Critique du système soviétique

Avec le temps, Evgueni Varga révisa son jugement sur le système soviétique et sur ce qu’il était devenu : il critiqua le régime stalinien (mais pas Joseph Staline lui-même dont il avait plutôt une bonne opinion) et surtout Nikita Khrouchtchev. Selon lui, après la mort de Vladimir Lénine, l’Union soviétique s’était engagée sur une mauvaise voie et était « devenue un État entièrement dirigé par une bureaucratie toute puissante ».

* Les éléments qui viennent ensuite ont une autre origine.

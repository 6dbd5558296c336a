use std::time::Duration;

use rand::Rng;

pub const DEFAULT_INITIAL_DELAY_MILLIS: u64 = 1_000;
pub const DEFAULT_BACKOFF_FACTOR: f64 = 1.5;
pub const DEFAULT_MAX_DELAY_MILLIS: u64 = 60 * 1_000;
pub const RANDOM_FACTOR: f64 = 0.5;

#[derive(Debug, Clone, Copy, PartialEq)]
pub struct BackoffConfig {
    pub initial_delay_millis: u64,
    pub backoff_factor: f64,
    pub max_delay_millis: u64,
}

impl Default for BackoffConfig {
    fn default() -> Self {
        Self {
            initial_delay_millis: DEFAULT_INITIAL_DELAY_MILLIS,
            backoff_factor: DEFAULT_BACKOFF_FACTOR,
            max_delay_millis: DEFAULT_MAX_DELAY_MILLIS,
        }
    }
}

/// Exponential backoff with +/-50% jitter.
///
/// The first attempt after a `reset` runs without delay. Each call to
/// `next_delay` returns the delay to wait before the next attempt (minus the
/// time already spent since the previous attempt) and grows the base delay by
/// `backoff_factor`, clamped to `[initial_delay, max_delay]`.
#[derive(Debug, Clone)]
pub struct ExponentialBackoff {
    config: BackoffConfig,
    current_base_millis: u64,
    last_attempt_millis: i64,
}

impl ExponentialBackoff {
    pub fn new(config: BackoffConfig) -> Self {
        Self {
            config,
            current_base_millis: 0,
            last_attempt_millis: now_millis(),
        }
    }

    pub fn config(&self) -> BackoffConfig {
        self.config
    }

    pub fn current_base_millis(&self) -> u64 {
        self.current_base_millis
    }

    /// Next attempt runs immediately.
    pub fn reset(&mut self) {
        self.current_base_millis = 0;
    }

    /// Next attempt waits the maximum delay. Used when the backend reports
    /// that we are exhausting a quota.
    pub fn reset_to_max(&mut self) {
        self.current_base_millis = self.config.max_delay_millis;
    }

    /// Records that an attempt is starting now.
    pub fn mark_attempt(&mut self) {
        self.last_attempt_millis = now_millis();
    }

    pub fn next_delay(&mut self) -> Duration {
        self.next_delay_with_rng(&mut rand::thread_rng(), now_millis())
    }

    pub(crate) fn next_delay_with_rng<R: Rng + ?Sized>(
        &mut self,
        rng: &mut R,
        now_millis: i64,
    ) -> Duration {
        let base = self.current_base_millis as f64;
        let jitter = (rng.gen::<f64>() - 0.5) * base;
        let desired = (base + jitter).floor().max(0.0) as i64;
        let elapsed = (now_millis - self.last_attempt_millis).max(0);
        let remaining = (desired - elapsed).max(0) as u64;
        if remaining > 0 {
            log::debug!(
                "Backing off for {remaining} ms (base delay: {} ms, delay with jitter: {desired} ms, last attempt: {elapsed} ms ago)",
                self.current_base_millis
            );
        }

        let grown = (base * self.config.backoff_factor) as u64;
        self.current_base_millis = grown.clamp(
            self.config.initial_delay_millis,
            self.config.max_delay_millis,
        );
        Duration::from_millis(remaining)
    }
}

impl Default for ExponentialBackoff {
    fn default() -> Self {
        Self::new(BackoffConfig::default())
    }
}

fn now_millis() -> i64 {
    chrono::Utc::now().timestamp_millis()
}

#[cfg(test)]
mod tests {
    use super::*;
    use rand::rngs::StdRng;
    use rand::SeedableRng;

    #[test]
    fn first_attempt_is_immediate() {
        let mut rng = StdRng::seed_from_u64(42);
        let mut backoff = ExponentialBackoff::default();
        let start = backoff.last_attempt_millis;
        assert_eq!(backoff.next_delay_with_rng(&mut rng, start), Duration::ZERO);
        assert_eq!(backoff.current_base_millis(), DEFAULT_INITIAL_DELAY_MILLIS);
    }

    #[test]
    fn delays_grow_within_jitter_bounds() {
        let mut rng = StdRng::seed_from_u64(7);
        let mut backoff = ExponentialBackoff::default();
        let start = backoff.last_attempt_millis;
        backoff.next_delay_with_rng(&mut rng, start);

        let mut expected_base = DEFAULT_INITIAL_DELAY_MILLIS as f64;
        for _ in 0..20 {
            let delay = backoff.next_delay_with_rng(&mut rng, start).as_millis() as f64;
            assert!(delay >= (expected_base * 0.5).floor());
            assert!(delay <= expected_base * 1.5);
            expected_base =
                (expected_base * DEFAULT_BACKOFF_FACTOR).min(DEFAULT_MAX_DELAY_MILLIS as f64);
        }
        assert_eq!(backoff.current_base_millis(), DEFAULT_MAX_DELAY_MILLIS);
    }

    #[test]
    fn elapsed_time_counts_against_delay() {
        let mut rng = StdRng::seed_from_u64(3);
        let mut backoff = ExponentialBackoff::default();
        let start = backoff.last_attempt_millis;
        backoff.reset_to_max();
        let delay = backoff.next_delay_with_rng(&mut rng, start + 120_000);
        assert_eq!(delay, Duration::ZERO);
    }

    #[test]
    fn reset_to_max_then_reset() {
        let mut backoff = ExponentialBackoff::default();
        backoff.reset_to_max();
        assert_eq!(backoff.current_base_millis(), DEFAULT_MAX_DELAY_MILLIS);
        backoff.reset();
        assert_eq!(backoff.current_base_millis(), 0);
    }
}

Valentin Mastioukov, Valentin Tcheredintsev / TASS
Valentin Mastioukov, Valentin Tcheredintsev / TASS

En 1991, des notes qu’Evgueni Varga avait rédigées dans les années 1960 furent publiées sous le titre À Décacheter dans vingt-cinq ans. Il s’y montrait particulièrement inquiet de la différence de revenus entre les gens simples et les fonctionnaires des appareils du Parti et de l’administration. Il y mentionnait les « rations alimentaires du Kremlin » dans les années 1930 et les cantines réservées « aux siens » dans Leningrad assiégée où l’on ne manquait de rien pendant que la ville mourait de faim et de froid.

L’économiste constatait que le fossé se creusa plus encore après la Seconde Guerre mondiale. « En dix ans, Khrouchtchev s’est fait construire treize villas luxueuses », s’indignait-il.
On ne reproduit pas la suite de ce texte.